Taking Off the Gloves

Weekly Blog

January 30, 2008

My Birthday

Today is my 69th birthday. I spent the morning in a magnificent preschool for a 3 year old that came to me as nonverbal and considered to be autistic. The first gift is that he now is talking, happy, and engaged. The second was the school staff. So bright, so proud of what they do and the results they achieve. They call themselves a transdisciplinary team. I’ve used that term for a decade and have heard it used by schools periodically. But for the first time I saw an entire school that actually understood what it meant and did it. The speech person recognized the occupational therapy components that are involved with producing speech. The special education teacher understood the physical therapy needs of certain children and skillfully acted on what she saw. The regular education teachers, for this was an inclusion program with nondisabled children, understood sensory integration and utilized those principles throughout the instructional day. Music and art was infused everywhere. The 1-1 assistants in the classroom knew the contents of each IEP and what it took to implement the goals and objectives. The IEP meeting was actually joyous. The group was intellectually curious and secure in what they did. Yes, this was a private preschool. Even so, what it achieved showed what could be done when there was the will and skill to do it. A public school representative attended the meeting and appeared to be the only one not relaxed and not enjoying herself.

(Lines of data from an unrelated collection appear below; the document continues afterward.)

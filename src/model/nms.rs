// 该文件是 YOLOv5 检测项目的一部分。
// src/model/nms.rs - 非极大值抑制
//
// 本文件根据 Apache 许可证第 2.0 版（以下简称“许可证”）授权使用；
// 除非遵守该许可证条款，否则您不得使用本文件。
// 您可通过以下网址获取许可证副本：
// http://www.apache.org/licenses/LICENSE-2.0
// 除非适用法律要求或书面同意，根据本许可协议分发的软件均按“原样”提供，
// 不附带任何形式的明示或暗示的保证或条件。
// 有关许可权限与限制的具体条款，请参阅本许可协议。
//
// Copyright (C) 2026 Johann Li <me@qinka.pro>, Wareless Group

use crate::config::NmsScope;
use crate::model::Detection;

/// 贪心 NMS
#[derive(Debug, Clone, Copy, PartialEq)]
pub struct Suppressor {
  threshold: f32,
  scope: NmsScope,
}

impl Suppressor {
  pub fn new(threshold: f32, scope: NmsScope) -> Self {
    Self { threshold, scope }
  }

  /// 返回保留下来的候选下标，按置信度降序排列
  ///
  /// 置信度相同的候选保持输入顺序。与已保留框的 IoU 严格大于阈值的候选被抑制。
  pub fn suppress(&self, candidates: &[Detection]) -> Vec<usize> {
    let mut order: Vec<usize> = (0..candidates.len()).collect();
    // 稳定排序
    order.sort_by(|&a, &b| {
      candidates[b]
        .confidence
        .total_cmp(&candidates[a].confidence)
    });

    let mut suppressed = vec![false; candidates.len()];
    let mut keep = Vec::new();

    for (pos, &i) in order.iter().enumerate() {
      if suppressed[i] {
        continue;
      }
      keep.push(i);

      let kept = &candidates[i];
      for &j in &order[pos + 1..] {
        if suppressed[j] {
          continue;
        }
        let other = &candidates[j];
        if self.scope == NmsScope::PerClass && other.class_id != kept.class_id {
          continue;
        }
        if kept.bounding_box.iou(&other.bounding_box) > self.threshold {
          suppressed[j] = true;
        }
      }
    }

    keep
  }
}
// 该文件是 YOLOv5 检测项目的一部分。
// src/input/read_image_file.rs - 图像文件输入
//
// 本文件根据 Apache 许可证第 2.0 版（以下简称“许可证”）授权使用；
// 除非遵守该许可证条款，否则您不得使用本文件。
// 您可通过以下网址获取许可证副本：
// http://www.apache.org/licenses/LICENSE-2.0
// 除非适用法律要求或书面同意，根据本许可协议分发的软件均按“原样”提供，
// 不附带任何形式的明示或暗示的保证或条件。
// 有关许可权限与限制的具体条款，请参阅本许可协议。
//
// Copyright (C) 2026 Johann Li <me@qinka.pro>, Wareless Group

use std::path::Path;

use image::ImageReader;
use thiserror::Error;
use tracing::{error, info};
use url::Url;

use crate::{FromUrl, FromUrlWithScheme, frame::Frame};

#[derive(Error, Debug)]
pub enum ImageFileInputError {
  #[error("URI schema mismatch")]
  SchemaMismatch,
  #[error("I/O error: {0}")]
  IoError(#[from] std::io::Error),
  #[error("Image loading error: {0}")]
  ImageLoadError(#[from] image::ImageError),
}

/// 只产生一帧的图像文件输入
pub struct ImageFileInput {
  frame: Option<Frame>,
}

impl FromUrlWithScheme for ImageFileInput {
  const SCHEME: &'static str = "image";
}

impl FromUrl for ImageFileInput {
  type Error = ImageFileInputError;

  fn from_url(url: &Url) -> Result<Self, Self::Error> {
    if url.scheme() != Self::SCHEME {
      error!(
        "URI scheme mismatch: expected '{}', found '{}'",
        Self::SCHEME,
        url.scheme()
      );
      return Err(ImageFileInputError::SchemaMismatch);
    }

    Self::open(url.path())
  }
}

impl ImageFileInput {
  pub fn open(path: impl AsRef<Path>) -> Result<Self, ImageFileInputError> {
    let frame = read_frame(path.as_ref())?;
    Ok(ImageFileInput { frame: Some(frame) })
  }
}

impl Iterator for ImageFileInput {
  type Item = Frame;

  fn next(&mut self) -> Option<Self::Item> {
    self.frame.take()
  }
}

pub(crate) fn read_frame(path: &Path) -> Result<Frame, ImageFileInputError> {
  info!("读取图像: {}", path.display());
  let image = ImageReader::open(path)?.with_guessed_format()?.decode()?;
  Ok(Frame::from(image.to_rgb8()))
}

#[cfg(test)]
mod tests {
  use super::*;

  #[test]
  fn reads_single_frame() {
    let dir = tempfile::tempdir().unwrap();
    let path = dir.path().join("frame.png");
    image::RgbImage::from_pixel(4, 3, image::Rgb([1, 2, 3]))
      .save(&path)
      .unwrap();

    let url = Url::from_file_path(&path).unwrap();
    let url = Url::parse(&format!("image://{}", url.path())).unwrap();
    let mut input = ImageFileInput::from_url(&url).unwrap();

    let frame = input.next().unwrap();
    assert_eq!((frame.width(), frame.height()), (4, 3));
    assert_eq!(frame.pixel_clamped(0, 0), [1, 2, 3]);
    assert!(input.next().is_none());
  }

  #[test]
  fn rejects_other_schemes() {
    let url = Url::parse("video:///tmp/a.mp4").unwrap();
    assert!(matches!(
      ImageFileInput::from_url(&url),
      Err(ImageFileInputError::SchemaMismatch)
    ));
  }
}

So here is the age-old question. Why can’t public schools have the same kind of quality, intellectual rigor, and child-centeredness as some private schools? The answers include:

  1. They must accept every student.
  2. Staff shortages compel school districts to hire the person with the license, and not the person with the gifts and sass that makes teaching and learning fun.
  3. Caseloads are gigantic and getting bigger every day.
  4. Politics of local school districts often trumps good staff and genuinely creative thinking.
  5. Burn out of staff constantly keeps personnel changing, the life-blood of excited new teachers sucked out of them in a way no different than Dracula leaving the carcass behind.
  6. Administrators forget what it is like to actually work in a classroom.
  7. All decisions are cleared by the school board attorney, lawsuits considered before anything else.
  8. Child study teams are told not to comprehensively evaluate a child, not to classify and not to provide services because the budget won’t permit it.
  9. Regular education teachers are overwhelmed with an immense range of students in their classes and get little help or advice on what to do or how to do it.
  10. The science of learning, the analysis of learning in each public school building is determined by those largely without updated training whose basic job is to check the boxes on state and federal forms.

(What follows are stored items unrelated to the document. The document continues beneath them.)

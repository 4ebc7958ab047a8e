// 该文件是 YOLOv5 检测项目的一部分。
// src/output.rs - 输出定义
//
// 本文件根据 Apache 许可证第 2.0 版（以下简称“许可证”）授权使用；
// 除非遵守该许可证条款，否则您不得使用本文件。
// 您可通过以下网址获取许可证副本：
// http://www.apache.org/licenses/LICENSE-2.0
// 除非适用法律要求或书面同意，根据本许可协议分发的软件均按“原样”提供，
// 不附带任何形式的明示或暗示的保证或条件。
// 有关许可权限与限制的具体条款，请参阅本许可协议。
//
// Copyright (C) 2026 Johann Li <me@qinka.pro>, Wareless Group

use thiserror::Error;
use url::Url;

use crate::FromUrl;
#[cfg(feature = "save_image_file")]
use crate::FromUrlWithScheme;
use crate::frame::Frame;
use crate::model::ObjectDetection;

pub trait Render<Frame, Output>: Sized {
  type Error;
  fn render_result(&self, frame: &Frame, result: &Output) -> Result<(), Self::Error>;
}

#[cfg(feature = "save_image_file")]
pub mod draw;

#[cfg(feature = "save_image_file")]
mod save_image_file;
#[cfg(feature = "save_image_file")]
pub use self::save_image_file::{SaveImageFileError, SaveImageFileOutput};

#[cfg(feature = "directory_record")]
mod directory_record;
#[cfg(feature = "directory_record")]
pub use self::directory_record::{DirectoryRecordOutput, DirectoryRecordOutputError, DrawWrapper};

#[derive(Error, Debug)]
pub enum OutputError {
  #[cfg(feature = "save_image_file")]
  #[error("保存图像文件错误: {0}")]
  SaveImageFileError(#[from] SaveImageFileError),
  #[cfg(feature = "directory_record")]
  #[error("目录记录输出错误: {0}")]
  DirectoryRecordOutputError(#[from] DirectoryRecordOutputError),
  #[error("URI 方案不匹配")]
  SchemeMismatch,
}

pub enum OutputWrapper {
  #[cfg(feature = "save_image_file")]
  SaveImageFileOutput(SaveImageFileOutput),
  #[cfg(feature = "directory_record")]
  DirectoryRecordOutput(DirectoryRecordOutput),
}

impl FromUrl for OutputWrapper {
  type Error = OutputError;

  fn from_url(url: &Url) -> Result<Self, Self::Error> {
    match url.scheme() {
      #[cfg(feature = "save_image_file")]
      SaveImageFileOutput::SCHEME => {
        let output = SaveImageFileOutput::from_url(url)?;
        Ok(OutputWrapper::SaveImageFileOutput(output))
      }
      #[cfg(feature = "directory_record")]
      DirectoryRecordOutput::SCHEME => {
        let output = DirectoryRecordOutput::from_url(url)?;
        Ok(OutputWrapper::DirectoryRecordOutput(output))
      }
      _ => Err(OutputError::SchemeMismatch),
    }
  }
}

impl Render<Frame, Vec<ObjectDetection>> for OutputWrapper {
  type Error = OutputError;

  fn render_result(&self, frame: &Frame, result: &Vec<ObjectDetection>) -> Result<(), Self::Error> {
    match *self {
      #[cfg(feature = "save_image_file")]
      OutputWrapper::SaveImageFileOutput(ref output) => output
        .render_result(frame, result)
        .map_err(OutputError::from),
      #[cfg(feature = "directory_record")]
      OutputWrapper::DirectoryRecordOutput(ref output) => output
        .render_result(frame, result)
        .map_err(OutputError::from),
    }
  }
}

/// 丢弃所有结果，只用于计时
#[derive(Debug, Default, Clone, Copy)]
pub struct DiscardOutput;

impl<F, D> Render<F, D> for DiscardOutput {
  type Error = std::convert::Infallible;

  fn render_result(&self, _frame: &F, _result: &D) -> Result<(), Self::Error> {
    Ok(())
  }
}

#[cfg(test)]
mod tests {
  use super::*;

  #[test]
  fn unknown_scheme_is_rejected() {
    let url = Url::parse("rtsp://localhost/stream").unwrap();
    assert!(matches!(
      OutputWrapper::from_url(&url),
      Err(OutputError::SchemeMismatch)
    ));
  }

  #[cfg(feature = "directory_record")]
  #[test]
  fn folder_scheme_selects_directory_record() {
    let dir = tempfile::tempdir().unwrap();
    let url = Url::parse(&format!("folder://{}?record=json", dir.path().display())).unwrap();
    assert!(matches!(
      OutputWrapper::from_url(&url),
      Ok(OutputWrapper::DirectoryRecordOutput(_))
    ));
  }
}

The amount of money that is wasted in public education each year and the amount of teaching talent lost is astonishing. I’ve come to believe this to be primarily a matter of attitude- if I don’t know it, you can’t do it. Supervisors often don’t want the work of a new idea because it doesn’t fit on the reporting form. But if those of us who are “senior” in our fields championed the young, took on the responsibility to learn to text message, to contemplate You Tube and My Space from the vantage point of today’s lonely children, we could become the role models of the merely middle aged. If we decided to integrate neuroscience into our methodologies, we could cross over the boundaries of the speech/language therapist, the occupational therapist, the educator and provide instruction that was exciting and also turned us into a new form of diagnostician. Oh, we are living in such new and uncharted times! And today I saw what the future can be. It was a fine birthday.